MATERIAL SHOWN
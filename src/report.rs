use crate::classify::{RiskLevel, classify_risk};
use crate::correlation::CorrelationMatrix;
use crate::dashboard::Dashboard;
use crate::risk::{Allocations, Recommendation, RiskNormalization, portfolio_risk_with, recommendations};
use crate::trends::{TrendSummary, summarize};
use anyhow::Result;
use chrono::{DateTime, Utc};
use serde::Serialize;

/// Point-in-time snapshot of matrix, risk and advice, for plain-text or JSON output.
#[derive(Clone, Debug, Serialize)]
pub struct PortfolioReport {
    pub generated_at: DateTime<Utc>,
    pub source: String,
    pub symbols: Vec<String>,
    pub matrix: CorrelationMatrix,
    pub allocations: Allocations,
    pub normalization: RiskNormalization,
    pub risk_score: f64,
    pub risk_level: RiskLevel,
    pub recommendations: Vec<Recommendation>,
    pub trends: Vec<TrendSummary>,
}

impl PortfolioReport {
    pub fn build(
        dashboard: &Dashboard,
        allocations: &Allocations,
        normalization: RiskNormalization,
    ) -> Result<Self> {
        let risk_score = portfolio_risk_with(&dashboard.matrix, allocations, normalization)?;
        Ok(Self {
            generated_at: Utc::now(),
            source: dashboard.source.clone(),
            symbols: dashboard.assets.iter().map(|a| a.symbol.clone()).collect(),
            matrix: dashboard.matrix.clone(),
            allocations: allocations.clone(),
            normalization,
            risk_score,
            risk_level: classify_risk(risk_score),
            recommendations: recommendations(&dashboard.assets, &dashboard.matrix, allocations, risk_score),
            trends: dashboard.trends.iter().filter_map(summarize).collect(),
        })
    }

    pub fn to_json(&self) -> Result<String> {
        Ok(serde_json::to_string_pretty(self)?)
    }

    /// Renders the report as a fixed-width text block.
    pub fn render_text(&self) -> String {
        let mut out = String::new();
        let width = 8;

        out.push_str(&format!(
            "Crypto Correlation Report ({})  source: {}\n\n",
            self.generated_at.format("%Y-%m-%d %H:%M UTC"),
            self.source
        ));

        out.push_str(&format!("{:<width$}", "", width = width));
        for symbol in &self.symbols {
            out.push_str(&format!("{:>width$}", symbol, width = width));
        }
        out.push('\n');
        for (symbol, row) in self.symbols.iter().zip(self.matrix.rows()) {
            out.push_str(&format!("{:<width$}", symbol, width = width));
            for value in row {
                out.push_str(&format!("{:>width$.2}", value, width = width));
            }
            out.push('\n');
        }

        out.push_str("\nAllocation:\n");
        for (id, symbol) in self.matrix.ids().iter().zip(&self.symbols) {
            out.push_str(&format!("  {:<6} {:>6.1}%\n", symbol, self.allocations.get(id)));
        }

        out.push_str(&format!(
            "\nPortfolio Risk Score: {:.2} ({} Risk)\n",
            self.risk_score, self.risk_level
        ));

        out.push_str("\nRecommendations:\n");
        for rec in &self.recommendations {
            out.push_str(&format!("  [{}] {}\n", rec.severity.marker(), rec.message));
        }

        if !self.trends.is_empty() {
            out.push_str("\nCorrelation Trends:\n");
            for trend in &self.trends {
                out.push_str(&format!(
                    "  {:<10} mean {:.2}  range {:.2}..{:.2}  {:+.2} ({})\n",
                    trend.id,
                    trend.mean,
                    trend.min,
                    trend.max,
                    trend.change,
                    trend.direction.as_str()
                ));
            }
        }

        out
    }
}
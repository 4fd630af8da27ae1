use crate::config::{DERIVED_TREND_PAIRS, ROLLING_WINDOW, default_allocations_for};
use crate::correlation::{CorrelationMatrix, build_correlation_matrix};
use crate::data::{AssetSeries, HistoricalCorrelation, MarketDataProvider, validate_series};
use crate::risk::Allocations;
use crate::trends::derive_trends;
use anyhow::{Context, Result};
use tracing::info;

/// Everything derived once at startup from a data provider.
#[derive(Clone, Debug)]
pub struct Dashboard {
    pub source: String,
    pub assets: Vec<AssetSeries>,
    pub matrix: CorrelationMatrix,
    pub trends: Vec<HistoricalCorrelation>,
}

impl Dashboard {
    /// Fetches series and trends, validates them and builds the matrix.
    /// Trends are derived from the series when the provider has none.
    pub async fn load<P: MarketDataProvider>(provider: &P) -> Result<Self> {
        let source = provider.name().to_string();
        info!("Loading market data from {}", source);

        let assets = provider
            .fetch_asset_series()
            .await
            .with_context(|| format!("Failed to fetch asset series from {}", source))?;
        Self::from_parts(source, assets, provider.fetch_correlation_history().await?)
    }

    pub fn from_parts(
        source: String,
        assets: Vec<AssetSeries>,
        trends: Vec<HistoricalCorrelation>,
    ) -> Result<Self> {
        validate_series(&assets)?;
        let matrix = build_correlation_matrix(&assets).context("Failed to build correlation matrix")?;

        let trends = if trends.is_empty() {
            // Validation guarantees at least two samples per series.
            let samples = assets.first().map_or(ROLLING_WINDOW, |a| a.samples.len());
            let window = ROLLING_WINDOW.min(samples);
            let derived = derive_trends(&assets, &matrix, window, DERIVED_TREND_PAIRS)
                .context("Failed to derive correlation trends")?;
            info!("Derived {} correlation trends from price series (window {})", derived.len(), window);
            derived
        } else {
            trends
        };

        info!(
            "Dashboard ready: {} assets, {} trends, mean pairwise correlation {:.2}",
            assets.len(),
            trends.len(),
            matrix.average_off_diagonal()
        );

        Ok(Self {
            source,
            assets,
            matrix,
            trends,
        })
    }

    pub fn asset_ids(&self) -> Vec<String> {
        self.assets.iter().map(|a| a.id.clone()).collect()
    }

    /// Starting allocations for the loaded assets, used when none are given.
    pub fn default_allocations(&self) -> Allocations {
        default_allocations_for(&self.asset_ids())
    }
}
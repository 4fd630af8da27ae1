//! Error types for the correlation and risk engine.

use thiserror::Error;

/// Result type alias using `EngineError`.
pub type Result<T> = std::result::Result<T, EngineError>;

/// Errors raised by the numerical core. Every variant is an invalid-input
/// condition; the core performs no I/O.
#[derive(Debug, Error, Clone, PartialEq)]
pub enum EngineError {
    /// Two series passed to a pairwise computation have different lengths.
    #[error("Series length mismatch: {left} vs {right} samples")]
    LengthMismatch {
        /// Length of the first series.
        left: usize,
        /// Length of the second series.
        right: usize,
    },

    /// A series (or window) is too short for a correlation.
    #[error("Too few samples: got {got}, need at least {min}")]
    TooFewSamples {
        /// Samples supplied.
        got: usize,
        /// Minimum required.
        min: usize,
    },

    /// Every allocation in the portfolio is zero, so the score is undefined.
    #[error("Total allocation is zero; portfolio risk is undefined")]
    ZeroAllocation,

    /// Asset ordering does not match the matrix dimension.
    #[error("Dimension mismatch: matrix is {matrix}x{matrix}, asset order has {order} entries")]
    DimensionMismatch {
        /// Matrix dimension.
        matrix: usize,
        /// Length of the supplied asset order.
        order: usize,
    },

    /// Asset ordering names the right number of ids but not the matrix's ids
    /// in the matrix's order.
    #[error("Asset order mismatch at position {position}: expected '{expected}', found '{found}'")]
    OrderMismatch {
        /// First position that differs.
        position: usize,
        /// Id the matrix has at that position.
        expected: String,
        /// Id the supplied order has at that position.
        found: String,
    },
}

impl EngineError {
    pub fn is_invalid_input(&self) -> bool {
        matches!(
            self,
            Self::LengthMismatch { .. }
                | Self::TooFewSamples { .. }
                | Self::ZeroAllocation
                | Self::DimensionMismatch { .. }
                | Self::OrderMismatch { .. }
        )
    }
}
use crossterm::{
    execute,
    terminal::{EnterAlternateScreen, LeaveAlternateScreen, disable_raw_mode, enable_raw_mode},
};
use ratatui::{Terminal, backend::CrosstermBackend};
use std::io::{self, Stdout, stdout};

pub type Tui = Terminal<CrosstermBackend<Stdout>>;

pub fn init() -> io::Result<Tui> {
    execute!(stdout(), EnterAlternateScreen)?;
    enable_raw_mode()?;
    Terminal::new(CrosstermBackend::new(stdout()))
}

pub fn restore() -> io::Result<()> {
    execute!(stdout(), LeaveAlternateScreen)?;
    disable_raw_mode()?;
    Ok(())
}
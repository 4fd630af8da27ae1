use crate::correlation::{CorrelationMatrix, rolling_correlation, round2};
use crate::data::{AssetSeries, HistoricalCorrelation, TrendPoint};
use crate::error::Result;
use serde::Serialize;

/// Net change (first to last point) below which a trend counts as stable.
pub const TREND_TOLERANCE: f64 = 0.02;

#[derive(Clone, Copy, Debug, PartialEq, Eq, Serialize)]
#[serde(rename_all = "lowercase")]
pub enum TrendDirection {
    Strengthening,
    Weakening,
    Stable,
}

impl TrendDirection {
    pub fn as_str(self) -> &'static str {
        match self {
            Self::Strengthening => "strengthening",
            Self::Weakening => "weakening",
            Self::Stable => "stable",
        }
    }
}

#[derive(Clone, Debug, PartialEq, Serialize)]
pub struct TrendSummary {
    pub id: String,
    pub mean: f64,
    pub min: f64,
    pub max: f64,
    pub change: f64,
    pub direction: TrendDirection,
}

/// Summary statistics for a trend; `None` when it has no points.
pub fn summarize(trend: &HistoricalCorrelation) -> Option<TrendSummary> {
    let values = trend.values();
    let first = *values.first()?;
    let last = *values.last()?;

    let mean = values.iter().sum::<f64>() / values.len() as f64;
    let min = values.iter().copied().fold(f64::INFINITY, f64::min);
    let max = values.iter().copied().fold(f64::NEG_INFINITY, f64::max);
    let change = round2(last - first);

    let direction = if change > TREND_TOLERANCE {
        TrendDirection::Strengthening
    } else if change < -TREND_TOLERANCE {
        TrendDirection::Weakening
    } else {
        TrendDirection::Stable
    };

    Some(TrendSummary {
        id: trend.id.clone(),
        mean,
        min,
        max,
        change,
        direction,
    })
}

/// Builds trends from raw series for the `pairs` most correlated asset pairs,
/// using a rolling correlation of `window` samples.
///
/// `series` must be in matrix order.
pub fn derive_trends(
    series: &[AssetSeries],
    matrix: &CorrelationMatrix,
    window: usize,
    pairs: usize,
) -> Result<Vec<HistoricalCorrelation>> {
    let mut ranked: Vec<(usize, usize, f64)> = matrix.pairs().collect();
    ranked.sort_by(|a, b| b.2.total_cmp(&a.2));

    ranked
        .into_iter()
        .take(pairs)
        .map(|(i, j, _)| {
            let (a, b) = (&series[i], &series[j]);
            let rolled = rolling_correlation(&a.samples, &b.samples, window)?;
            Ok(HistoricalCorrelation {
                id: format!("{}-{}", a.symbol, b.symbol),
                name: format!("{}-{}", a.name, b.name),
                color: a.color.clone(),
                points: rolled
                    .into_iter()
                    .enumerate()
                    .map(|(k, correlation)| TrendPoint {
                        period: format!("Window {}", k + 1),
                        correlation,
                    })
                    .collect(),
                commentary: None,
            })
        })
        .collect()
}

INSTRUCTIONS FOR THE TASK
Show each line from the material above where the string "symbols" can be found.

PROBLEM SOLUTION
    pub symbols: Vec<String>,
            symbols: dashboard.assets.iter().map(|a| a.symbol.clone()).collect(),
        for symbol in &self.symbols {
        for (symbol, row) in self.symbols.iter().zip(self.matrix.rows()) {
        for (id, symbol) in self.matrix.ids().iter().zip(&self.symbols) {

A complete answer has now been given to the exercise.